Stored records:
--------------------------------------------------
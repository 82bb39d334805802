//! Subscriber registry with an arm switch.
//!
//! While disarmed, mutations are silent. Re-arming does not replay them.

use super::codec::QueryMap;
use std::fmt;
use std::rc::Rc;

/// Called once per settled batch of mutations with the current params.
pub type Listener = Rc<dyn Fn(&QueryMap)>;

/// Handle returned by `subscribe`, used to unsubscribe.
#[derive(Debug, Clone, Copy, PartialEq, Eq, Hash, PartialOrd, Ord)]
pub struct SubscriptionId(u64);

/// Ordered set of listeners plus the armed flag.
pub struct Dispatcher {
    listeners: Vec<(SubscriptionId, Listener)>,
    next_id: u64,
    armed: bool,
}

impl Default for Dispatcher {
    fn default() -> Self {
        Self::new()
    }
}

impl Dispatcher {
    /// Create an armed dispatcher without listeners.
    pub fn new() -> Self {
        Self {
            listeners: Vec::new(),
            next_id: 0,
            armed: true,
        }
    }

    /// Register `listener`; listeners run in subscription order.
    pub fn subscribe(&mut self, listener: Listener) -> SubscriptionId {
        let id = SubscriptionId(self.next_id);
        self.next_id += 1;
        self.listeners.push((id, listener));
        id
    }

    /// Remove a listener. Returns `false` if it was already gone.
    pub fn unsubscribe(&mut self, id: SubscriptionId) -> bool {
        let before = self.listeners.len();
        self.listeners.retain(|(existing, _)| *existing != id);
        self.listeners.len() != before
    }

    /// Start notifying.
    pub fn arm(&mut self) {
        self.armed = true;
    }

    /// Stop notifying.
    pub fn disarm(&mut self) {
        self.armed = false;
    }

    /// Whether mutations currently notify.
    pub fn is_armed(&self) -> bool {
        self.armed
    }

    /// Number of listeners.
    pub fn len(&self) -> usize {
        self.listeners.len()
    }

    /// Whether there are no listeners.
    pub fn is_empty(&self) -> bool {
        self.listeners.is_empty()
    }

    /// Snapshot of listeners, so they can be called without holding a borrow
    /// of the owner.
    pub fn listeners(&self) -> Vec<Listener> {
        self.listeners
            .iter()
            .map(|(_, listener)| Rc::clone(listener))
            .collect()
    }
}

impl fmt::Debug for Dispatcher {
    fn fmt(&self, f: &mut fmt::Formatter<'_>) -> fmt::Result {
        f.debug_struct("Dispatcher")
            .field("listeners", &self.listeners.len())
            .field("armed", &self.armed)
            .finish()
    }
}
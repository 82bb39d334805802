//! Property-based tests for selection, refinement and serialization invariants.
//!
//! Tests validate:
//! 1. Bulk selection agrees with a plain set model under any operation sequence
//! 2. Toggling a row twice restores its selection
//! 3. At most one sort is active after any sequence of sort operations
//! 4. Serialized params never carry empty values
//! 5. Updates never carry the page key

use proptest::prelude::*;
use std::collections::HashSet;
use std::rc::Rc;
use tablestate::model::{Direction, ParamValue, Refiners, Sort};
use tablestate::navigation::MemoryNavigator;
use tablestate::query::{codec, MicrotaskQueue, QueryContext, QueryOptions, QueryParamStore};
use tablestate::state::{BulkSelectionSet, RefinementOptions, RefinementRegistry};

const UNIVERSE: u8 = 16;

fn context() -> QueryContext {
    let nav = Rc::new(MemoryNavigator::new("https://app.test/items?page=3").expect("valid url"));
    QueryContext::new(nav, Rc::new(MicrotaskQueue::new()))
}

// ===== Property 1: Selection Model =====

#[derive(Debug, Clone)]
enum SelectionOp {
    SelectAll,
    DeselectAll,
    Select(u8),
    Deselect(u8),
    Toggle(u8),
}

fn selection_op() -> impl Strategy<Value = SelectionOp> {
    prop_oneof![
        Just(SelectionOp::SelectAll),
        Just(SelectionOp::DeselectAll),
        (0..UNIVERSE).prop_map(SelectionOp::Select),
        (0..UNIVERSE).prop_map(SelectionOp::Deselect),
        (0..UNIVERSE).prop_map(SelectionOp::Toggle),
    ]
}

fn apply(bulk: &mut BulkSelectionSet<u8>, model: &mut HashSet<u8>, op: &SelectionOp) {
    match *op {
        SelectionOp::SelectAll => {
            bulk.select_all();
            model.extend(0..UNIVERSE);
        }
        SelectionOp::DeselectAll => {
            bulk.deselect_all();
            model.clear();
        }
        SelectionOp::Select(row) => {
            bulk.select([&row]);
            model.insert(row);
        }
        SelectionOp::Deselect(row) => {
            bulk.deselect([&row]);
            model.remove(&row);
        }
        SelectionOp::Toggle(row) => {
            bulk.toggle([&row]);
            if !model.remove(&row) {
                model.insert(row);
            }
        }
    }
}

proptest! {
    #[test]
    fn selection_matches_set_model(ops in prop::collection::vec(selection_op(), 0..40)) {
        let mut bulk = BulkSelectionSet::new();
        let mut model = HashSet::new();

        for op in &ops {
            apply(&mut bulk, &mut model, op);

            let selection = bulk.selection();
            if selection.all {
                prop_assert!(selection.only.is_empty(), "only must stay empty under all");
            } else {
                prop_assert!(selection.except.is_empty(), "except must stay empty without all");
            }
            for row in 0..UNIVERSE {
                prop_assert_eq!(bulk.selected(&row), model.contains(&row), "row {} after {:?}", row, op);
            }
        }
    }

    #[test]
    fn select_all_then_deselect_then_select_restores_all(row in 0..UNIVERSE) {
        let mut bulk = BulkSelectionSet::new();
        bulk.select_all();
        prop_assert!(bulk.selected(&row));

        bulk.deselect([&row]);
        prop_assert!(!bulk.selected(&row));
        prop_assert!(!bulk.all_selected());

        bulk.select([&row]);
        prop_assert!(bulk.selected(&row));
        prop_assert!(bulk.all_selected());
    }
}

// ===== Property 2: Toggle Involution =====

proptest! {
    #[test]
    fn toggle_twice_is_identity(
        ops in prop::collection::vec(selection_op(), 0..20),
        row in 0..UNIVERSE,
    ) {
        let mut bulk = BulkSelectionSet::new();
        let mut model = HashSet::new();
        for op in &ops {
            apply(&mut bulk, &mut model, op);
        }

        let before = bulk.selected(&row);
        bulk.toggle([&row]);
        bulk.toggle([&row]);
        prop_assert_eq!(bulk.selected(&row), before);
    }
}

// ===== Property 3: Single Active Sort =====

const SORT_NAMES: [&str; 4] = ["name", "email", "created", "score"];

#[derive(Debug, Clone)]
enum SortOp {
    Apply(usize, Direction),
    Loop(usize, Option<Direction>),
    Clear,
}

fn direction() -> impl Strategy<Value = Direction> {
    prop_oneof![Just(Direction::Asc), Just(Direction::Desc)]
}

fn sort_op() -> impl Strategy<Value = SortOp> {
    prop_oneof![
        (0..SORT_NAMES.len(), direction()).prop_map(|(i, d)| SortOp::Apply(i, d)),
        (0..SORT_NAMES.len(), prop::option::of(direction())).prop_map(|(i, d)| SortOp::Loop(i, d)),
        Just(SortOp::Clear),
    ]
}

fn registry() -> RefinementRegistry {
    let sorts = SORT_NAMES
        .iter()
        .map(|name| {
            serde_json::from_value::<Sort>(serde_json::json!({ "name": name })).expect("valid sort")
        })
        .collect();
    let registry = RefinementRegistry::new(
        Refiners {
            sorts,
            filters: Vec::new(),
        },
        context(),
        RefinementOptions::default().with_watch(false),
    );
    registry.mount();
    registry
}

proptest! {
    #[test]
    fn at_most_one_sort_is_active(ops in prop::collection::vec(sort_op(), 0..30)) {
        let registry = registry();

        for op in &ops {
            match *op {
                SortOp::Apply(i, direction) => registry.apply_sort(SORT_NAMES[i], direction),
                SortOp::Loop(i, direction) => registry.loop_sort(SORT_NAMES[i], direction),
                SortOp::Clear => registry.clear_sort(),
            }
            prop_assert!(registry.current_sorts().len() <= 1);
        }
    }
}

// ===== Property 4 & 5: Serialization =====

fn param_value() -> impl Strategy<Value = ParamValue> {
    prop_oneof![
        Just(ParamValue::Null),
        "[a-z ]{0,5}".prop_map(ParamValue::Text),
        prop::collection::vec("[a-z]{1,3}", 0..3).prop_map(ParamValue::List),
    ]
}

fn store_with(entries: &[(String, ParamValue)]) -> QueryParamStore {
    let store = QueryParamStore::new(context(), QueryOptions::default().with_watch(false));
    store.mount();
    for (key, value) in entries {
        store.set(key.as_str(), value.clone());
    }
    store
}

proptest! {
    #[test]
    fn url_params_never_contain_empty_values(
        entries in prop::collection::vec(("[a-z]{1,6}", param_value()), 0..12),
    ) {
        let store = store_with(&entries);

        for (key, value) in store.url_params() {
            prop_assert!(!value.is_empty(), "key {} serialized empty value {:?}", key, value);
        }
    }

    #[test]
    fn update_never_carries_page(
        entries in prop::collection::vec(("[a-z]{1,6}", param_value()), 0..12),
        page in 1u32..100,
    ) {
        let store = store_with(&entries);
        store.set("page", page);

        let url = store.update();
        let query = url.split_once('?').map(|(_, query)| query).unwrap_or("");
        prop_assert!(!codec::parse(query).contains_key("page"), "page leaked into {}", url);
    }
}
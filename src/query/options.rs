//! Store configuration.

use super::codec::QueryMap;
use crate::model::ParamValue;
use std::collections::HashMap;
use std::fmt;
use std::rc::Rc;

/// Query key that holds the page number. Always stripped on update.
pub const DEFAULT_PAGE_KEY: &str = "page";

/// Rewrites a param value before it is serialized.
pub type Transform = Rc<dyn Fn(&ParamValue) -> ParamValue>;

/// Per-key value transforms applied by `url_params`.
#[derive(Clone, Default)]
pub struct Transforms(HashMap<String, Transform>);

impl Transforms {
    /// Create an empty set.
    pub fn new() -> Self {
        Self::default()
    }

    /// Register `transform` for `key`, replacing any previous one.
    pub fn insert(
        &mut self,
        key: impl Into<String>,
        transform: impl Fn(&ParamValue) -> ParamValue + 'static,
    ) {
        self.0.insert(key.into(), Rc::new(transform));
    }

    /// Transform registered for `key`.
    pub fn get(&self, key: &str) -> Option<&Transform> {
        self.0.get(key)
    }

    /// Whether no transforms are registered.
    pub fn is_empty(&self) -> bool {
        self.0.is_empty()
    }
}

impl fmt::Debug for Transforms {
    fn fmt(&self, f: &mut fmt::Formatter<'_>) -> fmt::Result {
        let mut keys: Vec<_> = self.0.keys().collect();
        keys.sort();
        f.debug_tuple("Transforms").field(&keys).finish()
    }
}

/// Options of a [`super::QueryParamStore`].
#[derive(Debug, Clone)]
pub struct QueryOptions {
    /// Base URL of updates. `None` uses the navigator's current URL.
    pub url: Option<String>,
    /// Whether mutations propagate into navigation automatically.
    pub watch: bool,
    /// Page props reloaded on update. Empty reloads everything.
    pub only: Vec<String>,
    /// Keep scroll position across updates.
    pub preserve_scroll: bool,
    /// Keep local state across updates.
    pub preserve_state: bool,
    /// Pagination key stripped on every update.
    pub page_key: String,
    /// Static values overlaid on the URL at mount.
    pub defaults: QueryMap,
    /// Serialization transforms.
    pub transforms: Transforms,
}

impl Default for QueryOptions {
    fn default() -> Self {
        Self {
            url: None,
            watch: true,
            only: Vec::new(),
            preserve_scroll: true,
            preserve_state: true,
            page_key: DEFAULT_PAGE_KEY.to_string(),
            defaults: QueryMap::new(),
            transforms: Transforms::new(),
        }
    }
}

impl QueryOptions {
    /// Use a fixed base URL.
    pub fn with_url(mut self, url: impl Into<String>) -> Self {
        self.url = Some(url.into());
        self
    }

    /// Enable or disable automatic propagation.
    pub fn with_watch(mut self, watch: bool) -> Self {
        self.watch = watch;
        self
    }

    /// Restrict reloads to these props.
    pub fn with_only<I, S>(mut self, props: I) -> Self
    where
        I: IntoIterator<Item = S>,
        S: Into<String>,
    {
        self.only = props.into_iter().map(Into::into).collect();
        self
    }

    /// Overlay a static value at mount.
    pub fn with_default(mut self, key: impl Into<String>, value: impl Into<ParamValue>) -> Self {
        self.defaults.insert(key.into(), value.into());
        self
    }

    /// Register a serialization transform.
    pub fn with_transform(
        mut self,
        key: impl Into<String>,
        transform: impl Fn(&ParamValue) -> ParamValue + 'static,
    ) -> Self {
        self.transforms.insert(key, transform);
        self
    }
}
impl RefinementRegistry {
    /// Create a registry with its own store. Call
    /// [`RefinementRegistry::mount`] to hydrate from the URL.
    pub fn new(refiners: Refiners, context: QueryContext, options: RefinementOptions) -> Self {
        let store = QueryParamStore::new(context, options.query);
        let mut registry = Self {
            store,
            keys: Rc::new(options.keys),
            refiners: Refiners::default(),
            sort_index: HashMap::new(),
            filter_index: HashMap::new(),
        };
        registry.set_refiners(refiners);
        registry
    }

    /// The underlying store.
    pub fn store(&self) -> &QueryParamStore {
        &self.store
    }

    /// Declared refinements as received.
    pub fn refiners(&self) -> &Refiners {
        &self.refiners
    }

    /// Sort slot keys.
    pub fn keys(&self) -> &SortKeys {
        &self.keys
    }

    /// Replace the declared refinements, e.g. after a reload.
    ///
    /// Params are untouched; projections pick up the new descriptors.
    pub fn set_refiners(&mut self, refiners: Refiners) {
        self.sort_index = index_by_name(refiners.sorts.iter().map(|sort| sort.name.as_str()));
        self.filter_index =
            index_by_name(refiners.filters.iter().map(|filter| filter.name.as_str()));
        self.refiners = refiners;
    }

    /// Seed and hydrate params without navigating.
    ///
    /// Observation is paused; the sort slot (when any sort is declared) and
    /// every filter key are seeded as tombstones; matching keys from the
    /// current URL overwrite them, and unknown URL keys are ignored. Static
    /// defaults are overlaid last. Observation resumes on the next tick.
    pub fn mount(&self) {
        self.store.pause();

        let mut seeded = QueryMap::new();
        if !self.refiners.sorts.is_empty() {
            seeded.insert(self.keys.sort.clone(), ParamValue::Null);
            seeded.insert(self.keys.order.clone(), ParamValue::Null);
        }
        for filter in &self.refiners.filters {
            seeded.insert(filter.name.clone(), ParamValue::Null);
        }

        for (key, value) in self.store.get() {
            let multiple = self.filter_descriptor(&key).is_some_and(Filter::is_multiple);
            if let Some(slot) = seeded.get_mut(&key) {
                *slot = if multiple { value.into_list() } else { value };
            }
        }

        for (key, value) in &self.store.options().defaults {
            seeded.insert(key.clone(), value.clone());
        }

        debug!(
            sorts = self.refiners.sorts.len(),
            filters = self.refiners.filters.len(),
            "mounted refinements"
        );
        self.store.extend(seeded);
        self.store.resume_next_tick();
    }

    pub(crate) fn refinement_handle(&self) -> RefinementHandle {
        RefinementHandle {
            store: self.store.downgrade(),
            keys: Rc::clone(&self.keys),
        }
    }

    fn filter_descriptor(&self, name: &str) -> Option<&Filter> {
        self.filter_index
            .get(name)
            .and_then(|&position| self.refiners.filters.get(position))
    }

    fn sort_descriptor(&self, name: &str) -> Option<&Sort> {
        self.sort_index
            .get(name)
            .and_then(|&position| self.refiners.sorts.get(position))
    }

    // ----- Reads -----

    /// Snapshot of the store's params.
    pub fn params(&self) -> QueryMap {
        self.store.params()
    }

    /// All sorts in declaration order.
    pub fn sorts(&self) -> Vec<ActionableSort> {
        let params = self.store.params();
        let handle = self.refinement_handle();
        self.refiners
            .sorts
            .iter()
            .map(|sort| ActionableSort {
                sort: project_sort(sort, &params, &self.keys),
                fixed: sort.direction,
                handle: handle.clone(),
            })
            .collect()
    }

    /// All filters in declaration order.
    pub fn filters(&self) -> Vec<ActionableFilter> {
        let params = self.store.params();
        let handle = self.refinement_handle();
        self.refiners
            .filters
            .iter()
            .map(|filter| ActionableFilter {
                filter: project_filter(filter, &params),
                handle: handle.clone(),
            })
            .collect()
    }

    /// Sort named `name`.
    pub fn get_sort(&self, name: &str) -> Option<ActionableSort> {
        self.sort_descriptor(name).map(|sort| ActionableSort {
            sort: project_sort(sort, &self.store.params(), &self.keys),
            fixed: sort.direction,
            handle: self.refinement_handle(),
        })
    }

    /// Filter named `name`.
    pub fn get_filter(&self, name: &str) -> Option<ActionableFilter> {
        self.filter_descriptor(name).map(|filter| ActionableFilter {
            filter: project_filter(filter, &self.store.params()),
            handle: self.refinement_handle(),
        })
    }

    /// Active sorts in declaration order. At most one.
    pub fn current_sorts(&self) -> Vec<ActionableSort> {
        self.sorts().into_iter().filter(|sort| sort.active).collect()
    }

    /// Active filters in declaration order.
    pub fn current_filters(&self) -> Vec<ActionableFilter> {
        self.filters()
            .into_iter()
            .filter(|filter| filter.active)
            .collect()
    }

    /// Whether any sort is active.
    pub fn is_sorting(&self) -> bool {
        !self.current_sorts().is_empty()
    }

    /// Whether any filter is active.
    pub fn is_filtering(&self) -> bool {
        !self.current_filters().is_empty()
    }

    /// Whether the sort named `name` is active.
    pub fn is_sorting_by(&self, name: &str) -> bool {
        self.get_sort(name).is_some_and(|sort| sort.active)
    }

    /// Whether the filter named `name` is active.
    pub fn is_filtering_by(&self, name: &str) -> bool {
        self.get_filter(name).is_some_and(|filter| filter.active)
    }

    // ----- Sorts -----

    /// Make `name` the single active sort.
    pub fn apply_sort(&self, name: &str, direction: Direction) {
        write_sort(&self.store, &self.keys, name, direction);
    }

    /// Clear the sort slot.
    pub fn clear_sort(&self) {
        erase_sort(&self.store, &self.keys);
    }

    /// Clear all sorts. Same as [`RefinementRegistry::clear_sort`]: there is
    /// one slot.
    pub fn clear_sorts(&self) {
        self.clear_sort();
    }

    /// Apply `name` in `direction`, or clear the slot when `direction` is
    /// `None`. Drives the three-state column cycle.
    pub fn loop_sort(&self, name: &str, direction: Option<Direction>) {
        cycle_sort(&self.store, &self.keys, name, direction);
    }

    // ----- Filters -----

    /// Apply `value` to filter `name`. With `kind == Some("select")` values
    /// accumulate; otherwise they replace.
    pub fn apply_filter(&self, name: &str, value: impl Into<ParamValue>, kind: Option<&str>) {
        write_filter(&self.store, name, value.into(), kind);
    }

    /// Tombstone filter `name`.
    pub fn clear_filter(&self, name: &str) {
        trace!(name, "clear filter");
        self.store.clear(name);
    }

    /// Tombstone every declared filter.
    pub fn clear_filters(&self) {
        for filter in &self.refiners.filters {
            self.clear_filter(&filter.name);
        }
    }

    /// Clear sorts and filters.
    pub fn reset(&self) {
        self.clear_sorts();
        self.clear_filters();
    }

    // ----- Passthrough -----

    /// Write an arbitrary param.
    pub fn set(&self, key: &str, value: impl Into<ParamValue>) {
        self.store.set(key, value);
    }

    /// Tombstone an arbitrary param.
    pub fn clear(&self, key: &str) {
        self.store.clear(key);
    }

    /// Navigate with the current params now.
    pub fn update(&self) -> String {
        self.store.update()
    }
}
//! Configuration file loading with precedence handling.

use crate::query::{QueryOptions, DEFAULT_PAGE_KEY};
use crate::state::refinements::{
    RefinementOptions, SortKeys, DEFAULT_ORDER_KEY, DEFAULT_SORT_KEY,
};
use serde::Deserialize;
use std::path::PathBuf;
use thiserror::Error;
use tracing::debug;

/// Environment variable naming the config file.
pub const CONFIG_ENV_VAR: &str = "TABLESTATE_CONFIG";

/// Environment variable overriding `query.url`.
pub const BASE_URL_ENV_VAR: &str = "TABLESTATE_BASE_URL";

/// Environment variable overriding `log_filter`.
pub const LOG_FILTER_ENV_VAR: &str = "TABLESTATE_LOG";

/// Log directives used when neither the file nor the environment sets one.
pub const DEFAULT_LOG_FILTER: &str = "tablestate=info";

/// Errors that can occur during config loading.
#[derive(Debug, Error, Clone, PartialEq, Eq)]
pub enum ConfigError {
    /// Failed to read config file (permission issues, not a file, ...).
    #[error("Failed to read config file at {path}: {reason}")]
    ReadError {
        /// Path that failed to read.
        path: PathBuf,
        /// Reason for failure.
        reason: String,
    },

    /// Config file contains invalid TOML or unknown keys.
    #[error("Invalid TOML in {path}: {reason}")]
    ParseError {
        /// Path with invalid TOML.
        path: PathBuf,
        /// Parse error details.
        reason: String,
    },
}

/// TOML configuration file structure.
///
/// All fields are optional - if not specified, hardcoded defaults are used.
/// Corresponds to `~/.config/tablestate/config.toml`:
///
/// ```toml
/// log_file_path = "/tmp/tablestate.log"
/// log_filter = "tablestate=debug"
///
/// [query]
/// url = "https://app.test/users"
/// watch = true
/// only = ["users"]
/// page_key = "page"
///
/// [refinements]
/// sort_key = "sort"
/// order_key = "order"
/// ```
#[derive(Debug, Clone, Default, Deserialize, PartialEq)]
#[serde(deny_unknown_fields)]
pub struct ConfigFile {
    /// Query store settings.
    #[serde(default)]
    pub query: Option<QuerySection>,

    /// Refinement key names.
    #[serde(default)]
    pub refinements: Option<RefinementsSection>,

    /// Path to log file for tracing output.
    #[serde(default)]
    pub log_file_path: Option<PathBuf>,

    /// `EnvFilter` directives for the log file.
    #[serde(default)]
    pub log_filter: Option<String>,
}

/// `[query]` section.
#[derive(Debug, Clone, Default, Deserialize, PartialEq)]
#[serde(deny_unknown_fields)]
pub struct QuerySection {
    /// Fixed base URL for updates.
    #[serde(default)]
    pub url: Option<String>,
    /// Propagate mutations automatically.
    #[serde(default)]
    pub watch: Option<bool>,
    /// Props to reload on update.
    #[serde(default)]
    pub only: Option<Vec<String>>,
    /// Keep scroll position across updates.
    #[serde(default)]
    pub preserve_scroll: Option<bool>,
    /// Keep local state across updates.
    #[serde(default)]
    pub preserve_state: Option<bool>,
    /// Pagination key stripped on update.
    #[serde(default)]
    pub page_key: Option<String>,
}

/// `[refinements]` section.
#[derive(Debug, Clone, Default, Deserialize, PartialEq)]
#[serde(deny_unknown_fields)]
pub struct RefinementsSection {
    /// Key holding the sort name.
    #[serde(default)]
    pub sort_key: Option<String>,
    /// Key holding the sort direction.
    #[serde(default)]
    pub order_key: Option<String>,
}

/// Resolved configuration after applying precedence rules.
///
/// Created by merging defaults, config file and env vars.
#[derive(Debug, Clone, PartialEq, Eq)]
pub struct ResolvedConfig {
    /// Fixed base URL, if any.
    pub url: Option<String>,
    /// Automatic propagation.
    pub watch: bool,
    /// Props to reload on update.
    pub only: Vec<String>,
    /// Keep scroll position.
    pub preserve_scroll: bool,
    /// Keep local state.
    pub preserve_state: bool,
    /// Pagination key.
    pub page_key: String,
    /// Sort name key.
    pub sort_key: String,
    /// Sort direction key.
    pub order_key: String,
    /// Path to log file for tracing output.
    pub log_file_path: PathBuf,
    /// `EnvFilter` directives for the log file.
    pub log_filter: String,
}

impl Default for ResolvedConfig {
    fn default() -> Self {
        Self {
            url: None,
            watch: true,
            only: Vec::new(),
            preserve_scroll: true,
            preserve_state: true,
            page_key: DEFAULT_PAGE_KEY.to_string(),
            sort_key: DEFAULT_SORT_KEY.to_string(),
            order_key: DEFAULT_ORDER_KEY.to_string(),
            log_file_path: default_log_path(),
            log_filter: DEFAULT_LOG_FILTER.to_string(),
        }
    }
}

impl ResolvedConfig {
    /// Store options described by this config.
    ///
    /// Defaults and transforms are code-level concerns and start empty.
    pub fn query_options(&self) -> QueryOptions {
        QueryOptions {
            url: self.url.clone(),
            watch: self.watch,
            only: self.only.clone(),
            preserve_scroll: self.preserve_scroll,
            preserve_state: self.preserve_state,
            page_key: self.page_key.clone(),
            ..QueryOptions::default()
        }
    }

    /// Registry options described by this config.
    pub fn refinement_options(&self) -> RefinementOptions {
        RefinementOptions {
            query: self.query_options(),
            keys: SortKeys {
                sort: self.sort_key.clone(),
                order: self.order_key.clone(),
            },
        }
    }
}

/// Resolve default log file path.
///
/// Returns `~/.local/state/tablestate/tablestate.log` on Linux, or the
/// platform equivalent. Falls back to the current directory when no state
/// directory exists.
pub fn default_log_path() -> PathBuf {
    match dirs::state_dir() {
        Some(state_dir) => state_dir.join("tablestate").join("tablestate.log"),
        None => PathBuf::from("tablestate.log"),
    }
}

/// Load configuration file from a specific path.
///
/// Returns `Ok(None)` if file doesn't exist (not an error - use defaults).
///
/// # Errors
///
/// Returns error if file exists but has read or parse errors.
pub fn load_config_file(path: impl Into<PathBuf>) -> Result<Option<ConfigFile>, ConfigError> {
    let path = path.into();

    if !path.exists() {
        debug!(path = %path.display(), "no config file");
        return Ok(None);
    }

    let contents = std::fs::read_to_string(&path).map_err(|e| ConfigError::ReadError {
        path: path.clone(),
        reason: e.to_string(),
    })?;

    let config: ConfigFile = toml::from_str(&contents).map_err(|e| ConfigError::ParseError {
        path: path.clone(),
        reason: e.to_string(),
    })?;

    debug!(path = %path.display(), "loaded config file");
    Ok(Some(config))
}

/// Resolve default config file path.
///
/// Returns `~/.config/tablestate/config.toml` on Linux, appropriate path on
/// other platforms. Returns `None` if no config directory can be determined.
pub fn default_config_path() -> Option<PathBuf> {
    dirs::config_dir().map(|dir| dir.join("tablestate").join("config.toml"))
}

/// Load configuration with precedence handling.
///
/// Precedence (highest to lowest):
/// 1. Explicit `config_path` argument
/// 2. `TABLESTATE_CONFIG` environment variable
/// 3. Default path `~/.config/tablestate/config.toml`
///
/// Missing config files are NOT errors - defaults are used.
///
/// # Errors
///
/// Returns error only if a config file exists but cannot be read or parsed.
pub fn load_config_with_precedence(
    config_path: Option<PathBuf>,
) -> Result<Option<ConfigFile>, ConfigError> {
    if let Some(path) = config_path {
        return load_config_file(path);
    }

    if let Ok(env_path) = std::env::var(CONFIG_ENV_VAR) {
        return load_config_file(PathBuf::from(env_path));
    }

    match default_config_path() {
        Some(default_path) => load_config_file(default_path),
        None => Ok(None),
    }
}

/// Apply environment variable overrides to resolved config.
///
/// Checks for `TABLESTATE_BASE_URL`, which overrides `query.url`, and
/// `TABLESTATE_LOG`, which overrides `log_filter`.
pub fn apply_env_overrides(mut config: ResolvedConfig) -> ResolvedConfig {
    if let Ok(url) = std::env::var(BASE_URL_ENV_VAR) {
        config.url = Some(url);
    }
    if let Ok(filter) = std::env::var(LOG_FILTER_ENV_VAR) {
        debug!(filter = %filter, "log filter overridden from environment");
        config.log_filter = filter;
    }

    config
}

/// Merge config file into defaults to create resolved config.
///
/// For each field in `ConfigFile`, if `Some(value)`, use it; otherwise use default.
pub fn merge_config(config_file: Option<ConfigFile>) -> ResolvedConfig {
    let defaults = ResolvedConfig::default();

    let Some(config) = config_file else {
        return defaults;
    };
    let query = config.query.unwrap_or_default();
    let refinements = config.refinements.unwrap_or_default();

    ResolvedConfig {
        url: query.url.or(defaults.url),
        watch: query.watch.unwrap_or(defaults.watch),
        only: query.only.unwrap_or(defaults.only),
        preserve_scroll: query.preserve_scroll.unwrap_or(defaults.preserve_scroll),
        preserve_state: query.preserve_state.unwrap_or(defaults.preserve_state),
        page_key: query.page_key.unwrap_or(defaults.page_key),
        sort_key: refinements.sort_key.unwrap_or(defaults.sort_key),
        order_key: refinements.order_key.unwrap_or(defaults.order_key),
        log_file_path: config.log_file_path.unwrap_or(defaults.log_file_path),
        log_filter: config.log_filter.unwrap_or(defaults.log_filter),
    }
}

/// Load, merge and apply env overrides in one step.
///
/// Precedence chain: Defaults → Config File → Env Vars (highest).
///
/// # Errors
///
/// Returns error if a config file exists but cannot be read or parsed.
pub fn load(config_path: Option<PathBuf>) -> Result<ResolvedConfig, ConfigError> {
    let file = load_config_with_precedence(config_path)?;
    Ok(apply_env_overrides(merge_config(file)))
}

#[cfg(test)]
#[path = "loader_tests.rs"]
mod tests;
--------------------------------------------------
What you will do: Your response should be made up of the lines in the data that contain the word "Pagination".

Solved exercise:
    /// Pagination key stripped on every update.
    /// Pagination key stripped on update.
    /// Pagination key.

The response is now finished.